One Lord, One Faith

By Michael T. Griffith

Synopsis: This book is an examination of doctrines particular to Mormonism, demonstrated to be correct by comparing them to early Christian writings (i.e. the New Testament and writings of the early Church Fathers).

Strong Points: This book has an interesting premise that grabs at the reader and promises a wealth of interesting information. Its approach of demonstrating the genuineness of Mormonism by comparing it to what the Early Christians taught and believed is intriguing and powerful. I like books like this that take an aggressive apologetics approach. And I've long been interested in the doctrinal similarities between Mormonism and Early Christianity. So this book made for an interesting read. Its chapters are short and easy, making it a good, quick read. But it also has lots of interesting information and I learned quite a bit while reading. The author does a good job of introducing concepts to the reader, so if someone has no knowledge of Early Christian Fathers or texts the book will orient them well. There are many chapters as well that focus on all of the major doctrines that people raise objections about, for instance: "Father, Son, and Holy Ghost: Three Separate Deities," "Our Pre-Mortal Existence," "Godhood: Man's Divine Potential," "The Heavens Are Not Closed: The Church's Open Canon," "Should We Use the Cross as a Religious Symbol?" "Good Works Are Essential for Salvation," and "Secrecy: Higher Teachings and Ordinances in Ancient Christianity." 

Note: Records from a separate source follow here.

//! Types shared by every adapter: agent identities, spawn options, and the
//! normalized [`AgentEvent`] vocabulary.

use std::fmt;
use std::path::PathBuf;
use std::str::FromStr;

use serde::{Deserialize, Serialize};

/// Identity of a supported agent CLI.
///
/// The set is closed: supporting a new agent means adding a variant here
/// and an adapter for it.
#[derive(Debug, Clone, Copy, PartialEq, Eq, Hash, PartialOrd, Ord, Serialize, Deserialize)]
#[serde(rename_all = "lowercase")]
pub enum AgentKind {
    Claude,
    Codex,
}

impl AgentKind {
    /// Every known agent, in a stable order.
    pub const ALL: [AgentKind; 2] = [AgentKind::Claude, AgentKind::Codex];

    pub fn as_str(&self) -> &'static str {
        match self {
            AgentKind::Claude => "claude",
            AgentKind::Codex => "codex",
        }
    }
}

impl fmt::Display for AgentKind {
    fn fmt(&self, f: &mut fmt::Formatter<'_>) -> fmt::Result {
        f.write_str(self.as_str())
    }
}

/// Returned when a string does not name a known agent.
#[derive(Debug, Clone, PartialEq, Eq, thiserror::Error)]
#[error("unknown agent {0:?} (expected claude or codex)")]
pub struct ParseAgentKindError(pub String);

impl FromStr for AgentKind {
    type Err = ParseAgentKindError;

    fn from_str(s: &str) -> Result<Self, Self::Err> {
        match s.trim().to_ascii_lowercase().as_str() {
            "claude" => Ok(AgentKind::Claude),
            "codex" => Ok(AgentKind::Codex),
            other => Err(ParseAgentKindError(other.to_string())),
        }
    }
}

/// Everything needed to spawn one agent session.
///
/// Consumed by [`crate::terminal::AgentTerminal::spawn`].
#[derive(Debug, Clone, PartialEq, Eq)]
pub struct SpawnOptions {
    /// Which agent CLI to launch.
    pub agent: AgentKind,
    /// Working directory for the agent process.
    pub cwd: PathBuf,
    /// Initial prompt, delivered either as a CLI flag or typed into the
    /// session once it is ready, depending on the adapter.
    pub prompt: Option<String>,
    /// Extra CLI arguments appended after the adapter's own flags.
    pub args: Vec<String>,
    /// Tool names the agent may use without asking.
    pub allowed_tools: Vec<String>,
}

impl SpawnOptions {
    pub fn new(agent: AgentKind, cwd: impl Into<PathBuf>) -> Self {
        Self {
            agent,
            cwd: cwd.into(),
            prompt: None,
            args: Vec::new(),
            allowed_tools: Vec::new(),
        }
    }

    pub fn with_prompt(mut self, prompt: impl Into<String>) -> Self {
        self.prompt = Some(prompt.into());
        self
    }

    pub fn with_args<I, S>(mut self, args: I) -> Self
    where
        I: IntoIterator<Item = S>,
        S: Into<String>,
    {
        self.args = args.into_iter().map(Into::into).collect();
        self
    }

    pub fn with_allowed_tools<I, S>(mut self, tools: I) -> Self
    where
        I: IntoIterator<Item = S>,
        S: Into<String>,
    {
        self.allowed_tools = tools.into_iter().map(Into::into).collect();
        self
    }

    /// The prompt, if one was supplied and it is not blank.
    pub fn non_empty_prompt(&self) -> Option<&str> {
        self.prompt.as_deref().filter(|p| !p.trim().is_empty())
    }
}

/// Working mode reported by an agent's status line.
#[derive(Debug, Clone, Copy, PartialEq, Eq, Serialize, Deserialize)]
#[serde(rename_all = "lowercase")]
pub enum AgentMode {
    Plan,
    Execute,
    Idle,
}

/// What happened to a file in a [`AgentEvent::FileEdit`].
#[derive(Debug, Clone, Copy, PartialEq, Eq, Serialize, Deserialize)]
#[serde(rename_all = "lowercase")]
pub enum FileAction {
    Create,
    Edit,
    Write,
    Delete,
}

/// A structured event derived from an agent's raw terminal output.
#[derive(Debug, Clone, PartialEq, Eq, Serialize, Deserialize)]
#[serde(tag = "type", rename_all = "kebab-case")]
pub enum AgentEvent {
    /// Text that matched no other rule.
    Output { text: String },
    /// The agent reported an error.
    Error { message: String },
    /// The process exited. Always the last event of a session.
    Exit { code: Option<i32> },
    /// The agent is working (spinner / "esc to interrupt").
    Thinking,
    /// An assistant message.
    Message { content: String },
    ToolStart { tool: String, input: String },
    ToolEnd { tool: String, output: String },
    ModeChange { mode: AgentMode },
    FileEdit { path: String, action: FileAction },
    CommandRun { command: String },
    /// The agent asked the user a question.
    Question { text: String },
    /// The agent is waiting for approval to use a tool.
    PermissionRequest { tool: String, details: String },
    /// The agent's input box is idle and accepting input.
    Ready,
    TaskComplete,
}

impl AgentEvent {
    pub fn output(text: impl Into<String>) -> Self {
        AgentEvent::Output { text: text.into() }
    }

    pub fn is_ready(&self) -> bool {
        matches!(self, AgentEvent::Ready)
    }
}

#[cfg(test)]
mod tests {
    use super::*;

    #[test]
    fn agent_kind_round_trips_through_strings() {
        for kind in AgentKind::ALL {
            assert_eq!(kind.to_string().parse::<AgentKind>().unwrap(), kind);
        }
        assert_eq!(" Claude ".parse::<AgentKind>().unwrap(), AgentKind::Claude);
    }

    #[test]
    fn agent_kind_rejects_unknown_names() {
        let err = "gemini".parse::<AgentKind>().unwrap_err();
        assert_eq!(err, ParseAgentKindError("gemini".to_string()));
        assert!(err.to_string().contains("gemini"));
    }

    #[test]
    fn non_empty_prompt_ignores_blank_text() {
        let opts = SpawnOptions::new(AgentKind::Claude, "/tmp").with_prompt("   ");
        assert_eq!(opts.non_empty_prompt(), None);

        let opts = SpawnOptions::new(AgentKind::Claude, "/tmp").with_prompt("fix the bug");
        assert_eq!(opts.non_empty_prompt(), Some("fix the bug"));
    }

    #[test]
    fn events_serialize_with_kebab_case_tags() {
        let json = serde_json::to_value(AgentEvent::ToolStart {
            tool: "Bash".to_string(),
            input: "ls".to_string(),
        })
        .unwrap();
        assert_eq!(json, serde_json::json!({"type": "tool-start", "tool": "Bash", "input": "ls"}));

        let json = serde_json::to_value(AgentEvent::ModeChange { mode: AgentMode::Plan }).unwrap();
        assert_eq!(json, serde_json::json!({"type": "mode-change", "mode": "plan"}));

        let json = serde_json::to_value(AgentEvent::TaskComplete).unwrap();
        assert_eq!(json, serde_json::json!({"type": "task-complete"}));
    }
}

Weak Points: A few of the chapters seem to be on subjects that are quite uncontroversial and widely accepted in Christianity (such as "The Savior and Redeemer of the World"). Inclusions like that in the book seem to make little sense, since the book is about proving Mormonism true by showing that its unique doctrines are in line with Early Christianity. Also, the author interpreted the "prophet" that will be "raised up" in Acts 3:22 to be Joseph Smith (p. 94). However, the Book of Mormon designates that "prophet" as Christ (1 Ne. 22:20; 3 Ne. 20:23). While it's conceivable that the prophecy could have a dual meaning for both Christ and Joseph Smith, at no time did the author acknowledge that it was normally interpreted for Christ. In fact, he explicitly said that it cannot refer to Christ because he is "much more than a prophet." This is therefore tantamount to a doctrinal error, and a rather elementary one. I would expect more than that. Also, while the author gave a lot of interesting quotes from early Church Fathers relative to uniquely Mormon doctrines, too often the author chose not to supply such quotes but instead refer the reader to additional reading. Well, I don't want additional reading, I wanted it all conveniently together in this book. It would have been much better if it would have acted more like a stand-alone reference source on the matter, instead of a mere primer which refers you to volumes of more exhaustive sources.

Interesting: 4.4/5

Must Read: 3.7/5

Overall: 3.9/5

Selected Quote: "After having studied ancient Christian writings for many years, I can make the the following statement without hesitation or qualification: The early church did not teach the Protestant doctrine that we are saved simply by having faith in Christ and that our works do not count for salvation." (p. 165).

"To a man, the ancient Christian bishops and apologists believed that baptism was essential for salvation." (p. 173).